Jason Davis | Getty Images
Democrat Amy McGrath defeated Charles Booker in a close Senate primary race in Kentucky shaped in its final stretch by a reckoning over systemic racism, NBC News projected.
McGrath led Booker by about 2 percentage points as the state counted the final mail-in ballots a week after the election. She will try to unseat Senate Majority Leader Mitch McConnell in a November election closely watched by Democrats who hold a special ire for the top GOP senator.

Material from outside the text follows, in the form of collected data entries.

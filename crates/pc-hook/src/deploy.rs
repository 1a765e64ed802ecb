//! Push-to-deploy pipeline
//!
//! Runs after git accepted a push: syncs the working tree next to the bare
//! repository, then brings the compose project up from it. The pushed refs
//! stay accepted whatever happens here; failures only turn into a non-zero
//! hook exit that git relays to the pusher.

use std::path::{Path, PathBuf};

use pc_core::tools::{default_branch_from_symbolic_ref, Compose, Docker, Git};
use pc_core::types::working_tree_dir;
use pc_core::{PcomposeConfig, ProjectName};

use crate::error::DeployError;

/// Deployment of one bare repository
pub struct DeployPipeline<'a> {
    config: &'a PcomposeConfig,
    repo_dir: PathBuf,
    work_dir: PathBuf,
    project: ProjectName,
}

impl<'a> DeployPipeline<'a> {
    /// Prepare the pipeline for `repo_dir`
    pub fn new(config: &'a PcomposeConfig, repo_dir: &Path) -> Result<Self, DeployError> {
        let data_dir = resolve_data_dir(&config.data_directory)?;
        let project = project_name(&data_dir, repo_dir)?;

        Ok(Self {
            config,
            repo_dir: repo_dir.to_path_buf(),
            work_dir: working_tree_dir(repo_dir),
            project,
        })
    }

    /// Compose project the repository deploys as
    pub fn project(&self) -> &ProjectName {
        &self.project
    }

    /// Working tree the project is deployed from
    pub fn work_dir(&self) -> &Path {
        &self.work_dir
    }

    /// Sync the working tree and bring the project up
    pub async fn run(&self) -> Result<(), DeployError> {
        self.sync_working_tree().await?;
        self.connect_network().await;
        self.compose_up().await
    }

    /// Clone on first push, otherwise fetch and hard reset to the default branch
    pub async fn sync_working_tree(&self) -> Result<(), DeployError> {
        let git = Git::new(&self.config.tools);

        if !self.work_dir.exists() {
            tracing::info!("Cloning {} into {}", self.repo_dir.display(), self.work_dir.display());
            return git
                .clone_repo(&self.repo_dir, &self.work_dir)
                .run_checked()
                .await
                .map_err(|e| DeployError::Clone(self.work_dir.clone(), e));
        }

        tracing::info!("Updating {}", self.work_dir.display());
        git.fetch(&self.work_dir)
            .run_checked()
            .await
            .map_err(|e| DeployError::Fetch(self.work_dir.clone(), e))?;

        let head = git
            .origin_head(&self.work_dir)
            .output_checked()
            .await
            .map_err(|_| DeployError::DefaultBranch(self.work_dir.clone()))?;
        let branch = default_branch_from_symbolic_ref(&head)
            .ok_or_else(|| DeployError::DefaultBranch(self.work_dir.clone()))?;
        tracing::debug!("Default branch: {}", branch);

        git.reset_hard(&self.work_dir, branch)
            .run_checked()
            .await
            .map_err(|source| DeployError::Reset {
                path: self.work_dir.clone(),
                branch: branch.to_string(),
                source,
            })
    }

    /// Create the project network and attach the frontend; failures are ignored
    pub async fn connect_network(&self) {
        let docker = Docker::new(&self.config.tools);
        let network = self.project.network_name();

        for action in [
            docker.network_create(&network),
            docker.network_connect(&network, &self.config.frontend_container_name),
        ] {
            let action = action.cwd(&self.work_dir);
            match action.run_quiet().await {
                Ok(status) if status.success() => {}
                Ok(status) => tracing::debug!("{:?} exited with {}", action.argv(), status),
                Err(e) => tracing::debug!("{:?} failed: {:?}", action.argv(), e),
            }
        }
    }

    /// `up -d --build` with output going to the pusher
    pub async fn compose_up(&self) -> Result<(), DeployError> {
        let command = Compose::new(&self.config.tools)
            .up_detached_build(&self.project)
            .cwd(&self.work_dir);
        tracing::info!("Deploying project {}", self.project);

        let status = command
            .run_inherited()
            .await
            .and_then(|status| command.check(status));
        status.map_err(|source| DeployError::ComposeUp {
            project: self.project.to_string(),
            source,
        })
    }
}

/// Make the data directory absolute and canonical
///
/// A relative path is taken relative to the directory of the real
/// executable, which is where the server resolved it from.
pub fn resolve_data_dir(data_dir: &Path) -> Result<PathBuf, DeployError> {
    let absolute = if data_dir.is_absolute() {
        data_dir.to_path_buf()
    } else {
        let exe = std::env::current_exe()
            .and_then(|exe| exe.canonicalize())
            .map_err(|source| DeployError::Io {
                path: data_dir.to_path_buf(),
                source,
            })?;
        let base = exe
            .parent()
            .ok_or_else(|| DeployError::Config(format!("{:?} has no parent", exe)))?;
        base.join(data_dir)
    };

    absolute.canonicalize().map_err(|source| DeployError::Io {
        path: absolute,
        source,
    })
}

/// Project name from the repository path below the data directory
pub fn project_name(data_dir: &Path, repo_dir: &Path) -> Result<ProjectName, DeployError> {
    let repo = repo_dir
        .canonicalize()
        .unwrap_or_else(|_| repo_dir.to_path_buf());

    let relative = repo.strip_prefix(data_dir).map_err(|_| {
        DeployError::Config(format!(
            "repository {} is outside the data directory {}",
            repo.display(),
            data_dir.display()
        ))
    })?;

    let project = ProjectName::from_relative_path(relative);
    if project.as_str().is_empty() {
        return Err(DeployError::Config(format!(
            "repository {} is the data directory itself",
            repo.display()
        )));
    }
    Ok(project)
}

McGrath, a 45-year-old White Marine veteran, once seemed to have a tight grip on the election on the strength of more than $40 million in fundraising. But Booker, a 35-year-old Black state representative, gained traction as he joined recent protests against police violence and racism — including the March police shooting of Breonna Taylor, a 26-year-old Black woman, in his hometown of Louisville.
Rep. Charles Booker
Bryan Woolston | AP
As the coronavirus pandemic led certain states to expand voting by mail to promote safety, the state expected roughly 800,000 votes by mail — many of them cast days before the election, according to The Washington Post. In the Democratic Senate primary, Booker fared significantly better among voters who cast their ballots in person than those who did so by mail.
While McGrath had support from Senate Democrats’ campaign arm and Minority Leader Chuck Schumer, Booker earned late endorsements from liberal stalwarts such as Sens. Bernie Sanders, I-Vt., and Elizabeth Warren, D-Mass. McGrath has vouched for a more centrist policy platform than Booker, who has embraced plans from a single-payer “Medicare for All” system and a Green New Deal energy and jobs program.
A Booker win would have added to apparent triumphs for liberal candidates in congressional primaries last week. Jamaal Bowman, a Black middle school principal, leads Rep. Eliot Engel in the Democratic primary for New York’s 16th District, while Black lawyer and activist Mondaire Jones leads the primary to succeed retiring Democratic Rep. Nita Lowey in the state’s 17th District. Both men ran on a progressive platform.
McGrath faces a challenge in trying to unseat McConnell. The senator won his last election in 2014 by more than 15 percentage points.